The stories featuring his character Mode o'Day are some of my favorites. Mixing in the model/actress wannabe title character, her sleazy anthropomorphic dog friend Doggo, and a cast of hipsters, coke fiends, art snobs and other attractions of Los Angeles, these comics are both some of his funniest and some of his sharpest in terms of satire. It helps that Crumb seems to genuinely like Mode as a character, even as he mocks her social-climbing ways. She's at least more tolerable than those she encounters, something that Crumb tends to note when he gives her self-awareness at times. The strip about Mode being roped into "helping" a restaurant is especially funny and felt like Crumb leaned on someone else's story to get some of the details of how hellish it can be to run a restaurant. Speaking of satire, Crumb's parody of Omaha The Cat Dancer ("Wichita The Rat Dancer") is amazingly on point, ruthless and hilarious. His retelling of Goldilocks from a modern, "punk" perspective is also amusing, as he attacks what he sees as a sense of entitlement while also secretly admiring the energy and insolence of the young.

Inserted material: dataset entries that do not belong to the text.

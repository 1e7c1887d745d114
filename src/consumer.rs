use std::collections::HashSet;
use std::sync::Arc;
use std::time::Duration;

use chrono::Utc;
use tokio_util::sync::CancellationToken;
use tracing::{debug, error, info, warn};

use crate::api::health::HealthState;
use crate::broker::{Broker, Reservation};
use crate::config::{MalformedJobPolicy, DEFAULT_TUBE};
use crate::dump::Dumper;
use crate::notifier::Notifier;
use crate::reconcile::Reconciler;
use crate::types::Task;

/// Counters for one drain of the result tube.
#[derive(Debug, Default, Clone, PartialEq, Eq)]
pub struct DrainReport {
    pub processed: usize,
    pub malformed: usize,
    pub changed: usize,
    pub notified_users: usize,
}

/// Drains crawl results: reconcile, notify, then delete each job.
pub struct JobConsumer {
    broker: Arc<dyn Broker>,
    reconciler: Reconciler,
    notifier: Notifier,
    dumper: Dumper,
    health: Arc<HealthState>,
    result_tube: String,
    reserve_timeout: Duration,
    malformed_policy: MalformedJobPolicy,
}

impl JobConsumer {
    #[allow(clippy::too_many_arguments)]
    pub fn new(
        broker: Arc<dyn Broker>,
        reconciler: Reconciler,
        notifier: Notifier,
        dumper: Dumper,
        health: Arc<HealthState>,
        result_tube: String,
        reserve_timeout: Duration,
        malformed_policy: MalformedJobPolicy,
    ) -> Self {
        Self {
            broker,
            reconciler,
            notifier,
            dumper,
            health,
            result_tube,
            reserve_timeout,
            malformed_policy,
        }
    }

    /// Reserves jobs until the tube is empty, the broker fails, or `cancel`
    /// fires. Cancellation is only observed between jobs.
    pub async fn drain(&self, cancel: &CancellationToken) -> DrainReport {
        let mut report = DrainReport::default();

        if let Err(e) = self.broker.watch(&self.result_tube).await {
            error!(tube = %self.result_tube, "Watch failed: {e}");
            if e.is_connection() {
                self.health.set_broker_connected(false);
            }
            return report;
        }
        if let Err(e) = self.broker.ignore(DEFAULT_TUBE).await {
            warn!("Ignore '{DEFAULT_TUBE}' failed: {e}");
        }

        let mut abandoned: HashSet<u64> = HashSet::new();
        while !cancel.is_cancelled() {
            let reservation = match self.broker.reserve_with_timeout(self.reserve_timeout).await {
                Ok(r) => r,
                Err(e) => {
                    error!("Reserve failed: {e}");
                    if e.is_connection() {
                        self.health.set_broker_connected(false);
                    }
                    break;
                }
            };
            self.health.set_broker_connected(true);

            let job = match reservation {
                Reservation::Job(job) => job,
                Reservation::TimedOut => break,
                Reservation::DeadlineSoon => {
                    debug!("Deadline soon on a reserved job, ending drain");
                    break;
                }
            };

            let mut task: Task = match serde_json::from_slice(&job.body) {
                Ok(task) => task,
                Err(e) => {
                    report.malformed += 1;
                    if !abandoned.insert(job.id) {
                        warn!(job_id = job.id, "Malformed job came back in the same drain, stopping");
                        break;
                    }
                    warn!(job_id = job.id, policy = ?self.malformed_policy, "Malformed job: {e}");
                    if self.malformed_policy == MalformedJobPolicy::Delete {
                        if let Err(e) = self.broker.delete(job.id).await {
                            error!(job_id = job.id, "Delete failed: {e}");
                        }
                    }
                    continue;
                }
            };
            task.report_time = Some(Utc::now());
            if let Ok(body) = serde_json::to_vec(&task) {
                self.dumper.write(&format!("{}_result.json", task.id), &body).await;
            }
            info!(job_id = job.id, task_id = %task.id, payloads = task.payloads.len(), "Reserved job");

            let changed = match self.reconciler.collect_changed(&task).await {
                Ok(changed) => changed,
                Err(e) => {
                    // Left reserved: the broker hands it out again after TTR.
                    error!(job_id = job.id, task_id = %task.id, "Reconcile failed: {e}");
                    continue;
                }
            };

            if !changed.is_empty() {
                report.changed += changed.len();
                match self.notifier.notify(&changed).await {
                    Ok(users) => report.notified_users += users,
                    Err(e) => error!(task_id = %task.id, "Notification put failed: {e}"),
                }
            }

            if let Err(e) = self.broker.delete(job.id).await {
                error!(job_id = job.id, "Delete failed: {e}");
            }
            report.processed += 1;
        }

        if report.processed > 0 || report.malformed > 0 {
            info!(
                processed = report.processed,
                malformed = report.malformed,
                changed = report.changed,
                notified_users = report.notified_users,
                "Drain complete",
            );
        }
        report
    }
}
use std::collections::BTreeMap;

use chrono::{DateTime, Utc};
use serde::{Deserialize, Serialize};

use crate::config::DB_TIME_FORMAT;

// ---------------------------------------------------------------------------
// Price
// ---------------------------------------------------------------------------

/// Sentinel: the crawler could not run its extraction script.
pub const NO_SCRIPT: f64 = -1.0;
/// Sentinel: the page had no price field.
pub const NO_VALUE: f64 = -2.0;
/// Sentinel: the price is a range, `price_low`/`price_high` are authoritative.
pub const RANGE_PRICE: f64 = -3.0;

/// Observed price of a product. The sentinel encoding only exists at the
/// wire/database boundary; everything else matches on this enum.
#[derive(Debug, Clone, Copy, PartialEq)]
pub enum Price {
    Known(f64),
    Unknown,
    Range { low: f64, high: f64 },
}

impl Price {
    pub fn from_columns(price: f64, low: f64, high: f64) -> Self {
        if price >= 0.0 {
            Price::Known(price)
        } else if price == RANGE_PRICE {
            Price::Range { low, high }
        } else {
            Price::Unknown
        }
    }

    /// `(price, price_low, price_high)` in the sentinel encoding.
    pub fn to_columns(self) -> (f64, f64, f64) {
        match self {
            Price::Known(p) => (p, 0.0, 0.0),
            Price::Unknown => (NO_VALUE, 0.0, 0.0),
            Price::Range { low, high } => (RANGE_PRICE, low, high),
        }
    }

    pub fn is_unknown(&self) -> bool {
        matches!(self, Price::Unknown)
    }
}

// ---------------------------------------------------------------------------
// Currency
// ---------------------------------------------------------------------------

#[derive(Debug, Clone, Copy, PartialEq, Eq)]
pub enum Currency {
    Cny,
    Jpy,
    Usd,
    Gbp,
    Eur,
}

impl Currency {
    pub fn from_code(code: i64) -> Option<Self> {
        match code {
            0 => Some(Currency::Cny),
            1 => Some(Currency::Jpy),
            2 => Some(Currency::Usd),
            3 => Some(Currency::Gbp),
            4 => Some(Currency::Eur),
            _ => None,
        }
    }

    /// CNY uses the fullwidth yuan sign so it stays distinguishable from JPY.
    pub fn symbol(self) -> &'static str {
        match self {
            Currency::Cny => "￥",
            Currency::Jpy => "¥",
            Currency::Usd => "$",
            Currency::Gbp => "£",
            Currency::Eur => "€",
        }
    }

    /// Two-decimal amount prefixed with the glyph for `code`.
    /// Unrecognized codes render with the CNY glyph.
    pub fn format_amount(code: i64, amount: f64) -> String {
        let currency = Currency::from_code(code).unwrap_or(Currency::Cny);
        format!("{}{:.2}", currency.symbol(), amount)
    }
}

// ---------------------------------------------------------------------------
// Watches
// ---------------------------------------------------------------------------

#[derive(Debug, Clone, Copy, PartialEq, Eq)]
pub enum WatchState {
    Watching,
    Unwatched,
}

impl WatchState {
    pub fn from_code(code: i64) -> Self {
        if code == 1 {
            WatchState::Unwatched
        } else {
            WatchState::Watching
        }
    }

    pub fn code(self) -> i64 {
        match self {
            WatchState::Watching => 0,
            WatchState::Unwatched => 1,
        }
    }
}

#[derive(Debug, Clone, Copy, PartialEq, Eq)]
pub enum RemindOption {
    Off,
    /// Threshold is a price level.
    Absolute,
    /// Threshold is a relative move in percent.
    Percentage,
}

impl RemindOption {
    /// Unknown codes never remind.
    pub fn from_code(code: i64) -> Self {
        match code {
            1 => RemindOption::Absolute,
            2 => RemindOption::Percentage,
            _ => RemindOption::Off,
        }
    }
}

#[derive(Debug, Clone, Copy, PartialEq)]
pub struct Remind {
    pub option: RemindOption,
    pub value: f64,
}

impl Remind {
    pub fn is_off(&self) -> bool {
        self.option == RemindOption::Off
    }
}

// ---------------------------------------------------------------------------
// Work items produced by the scanner
// ---------------------------------------------------------------------------

#[derive(Debug, Clone, PartialEq)]
pub struct MessageRef {
    pub id: String,
    pub url: String,
    pub content: String,
}

#[derive(Debug, Clone, PartialEq)]
pub struct ProductRef {
    pub row_id: u64,
    pub external_id: String,
    pub url: String,
}

#[derive(Debug, Clone, PartialEq)]
pub enum WorkItem {
    Message(MessageRef),
    Product(ProductRef),
}

impl From<WorkItem> for Payload {
    fn from(item: WorkItem) -> Self {
        match item {
            WorkItem::Message(m) => Payload {
                message: Some(MessagePayload {
                    id: m.id,
                    url: m.url,
                    content: m.content,
                }),
                product: None,
            },
            WorkItem::Product(p) => Payload {
                message: None,
                product: Some(ProductPayload {
                    row_id: p.row_id,
                    id: p.external_id,
                    url: p.url,
                    ..ProductPayload::default()
                }),
            },
        }
    }
}

// ---------------------------------------------------------------------------
// Task envelope (wire format shared with the crawl workers)
// ---------------------------------------------------------------------------

#[derive(Debug, Clone, PartialEq, Serialize, Deserialize)]
pub struct Task {
    pub id: String,
    pub create_time: DateTime<Utc>,
    #[serde(default, skip_serializing_if = "Option::is_none")]
    pub report_time: Option<DateTime<Utc>>,
    #[serde(default)]
    pub payloads: Vec<Payload>,
}

#[derive(Debug, Clone, Default, PartialEq, Serialize, Deserialize)]
pub struct Payload {
    #[serde(default, skip_serializing_if = "Option::is_none")]
    pub message: Option<MessagePayload>,
    #[serde(default, skip_serializing_if = "Option::is_none")]
    pub product: Option<ProductPayload>,
}

#[derive(Debug, Clone, Default, PartialEq, Serialize, Deserialize)]
pub struct MessagePayload {
    #[serde(default, skip_serializing_if = "String::is_empty")]
    pub id: String,
    #[serde(default, skip_serializing_if = "String::is_empty")]
    pub url: String,
    #[serde(default, skip_serializing_if = "String::is_empty")]
    pub content: String,
}

/// Product reference on dispatch, full crawl snapshot on results.
#[derive(Debug, Clone, PartialEq, Serialize, Deserialize)]
pub struct ProductPayload {
    #[serde(rename = "_id", default)]
    pub row_id: u64,
    #[serde(default, skip_serializing_if = "String::is_empty")]
    pub id: String,
    #[serde(default, skip_serializing_if = "String::is_empty")]
    pub url: String,
    #[serde(default, skip_serializing_if = "String::is_empty")]
    pub short_url: String,
    #[serde(default, skip_serializing_if = "is_zero")]
    pub source: i64,
    #[serde(default, skip_serializing_if = "String::is_empty")]
    pub title: String,
    #[serde(default, skip_serializing_if = "is_zero")]
    pub currency: i64,
    #[serde(default = "no_value")]
    pub price: f64,
    #[serde(default)]
    pub price_low: f64,
    #[serde(default)]
    pub price_high: f64,
    #[serde(default = "no_script_count")]
    pub stock: i64,
    #[serde(default = "no_script_count")]
    pub sales: i64,
    #[serde(default, skip_serializing_if = "String::is_empty")]
    pub category: String,
    #[serde(default, skip_serializing_if = "Comments::is_empty")]
    pub comments: Comments,
    #[serde(default, skip_serializing_if = "Option::is_none")]
    pub update_time: Option<DateTime<Utc>>,
}

impl Default for ProductPayload {
    fn default() -> Self {
        Self {
            row_id: 0,
            id: String::new(),
            url: String::new(),
            short_url: String::new(),
            source: 0,
            title: String::new(),
            currency: 0,
            price: NO_VALUE,
            price_low: 0.0,
            price_high: 0.0,
            stock: NO_SCRIPT as i64,
            sales: NO_SCRIPT as i64,
            category: String::new(),
            comments: Comments::default(),
            update_time: None,
        }
    }
}

impl ProductPayload {
    pub fn price(&self) -> Price {
        Price::from_columns(self.price, self.price_low, self.price_high)
    }

    /// JSON blob stored alongside the snapshot; empty when no reviews were counted.
    pub fn comments_blob(&self) -> String {
        if self.comments.total > 0 {
            serde_json::to_string(&self.comments).unwrap_or_default()
        } else {
            String::new()
        }
    }
}

#[derive(Debug, Clone, Copy, Default, PartialEq, Eq, Serialize, Deserialize)]
pub struct Comments {
    #[serde(default, skip_serializing_if = "is_zero")]
    pub total: i64,
    #[serde(default, skip_serializing_if = "is_zero")]
    pub star5: i64,
    #[serde(default, skip_serializing_if = "is_zero")]
    pub star4: i64,
    #[serde(default, skip_serializing_if = "is_zero")]
    pub star3: i64,
    #[serde(default, skip_serializing_if = "is_zero")]
    pub star2: i64,
    #[serde(default, skip_serializing_if = "is_zero")]
    pub star1: i64,
    #[serde(default, skip_serializing_if = "is_zero")]
    pub image: i64,
    #[serde(default, skip_serializing_if = "is_zero")]
    pub append: i64,
}

impl Comments {
    pub fn is_empty(&self) -> bool {
        *self == Comments::default()
    }
}

fn is_zero(v: &i64) -> bool {
    *v == 0
}

fn no_value() -> f64 {
    NO_VALUE
}

fn no_script_count() -> i64 {
    NO_SCRIPT as i64
}

// ---------------------------------------------------------------------------
// Notification envelope
// ---------------------------------------------------------------------------

#[derive(Debug, Clone, PartialEq, Serialize, Deserialize)]
pub struct NotificationEnvelope {
    pub by_user: BTreeMap<String, Vec<String>>,
    pub create_time: String,
}

/// Formats a timestamp the way the store keeps it.
pub fn format_db_time(t: DateTime<Utc>) -> String {
    t.format(DB_TIME_FORMAT).to_string()
}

Crumb's autobio is also outstanding. Stories like "I Remember the Sixties" and "I'm Grateful, I'm Grateful" see Crumb taking the piss out of both himself and his entire generation, as he especially takes on his own whiny narrative voice in the latter. "Footsy" talks about the beginnings of his fetish for legs and feet in junior high school and how much pleasure he was actually able to gain from these encounters. "Uncle Bob's Mid-Life Crisis" is perhaps the strongest piece in the book. Crumb takes stock of his life and his persona as a "famous" cartoonist, worrying that he's lost his edge and ability to be creative. He spills a lot of metaphorical ink on this page, getting into the nitty-gritty of his feelings about being married, being a new father again, and his still-unquenched lust. Unlike the fictional pieces in this volume that explore his misogynist, violent fantasies through a thinly-veiled alter ego, Crumb is honest here and talks about those desires that excite him and create feelings of repulsion both for himself and the women he does them to. Crumb always cops to how base his desires are and never tries to justify them, though he doesn't ever try to change them either. "Memories Are Made Of This" is a good example, as it details an encounter with a dancer when he was married. He has nothing but contempt for her and thinks only of how he might get her to lower her standards and have sex with him.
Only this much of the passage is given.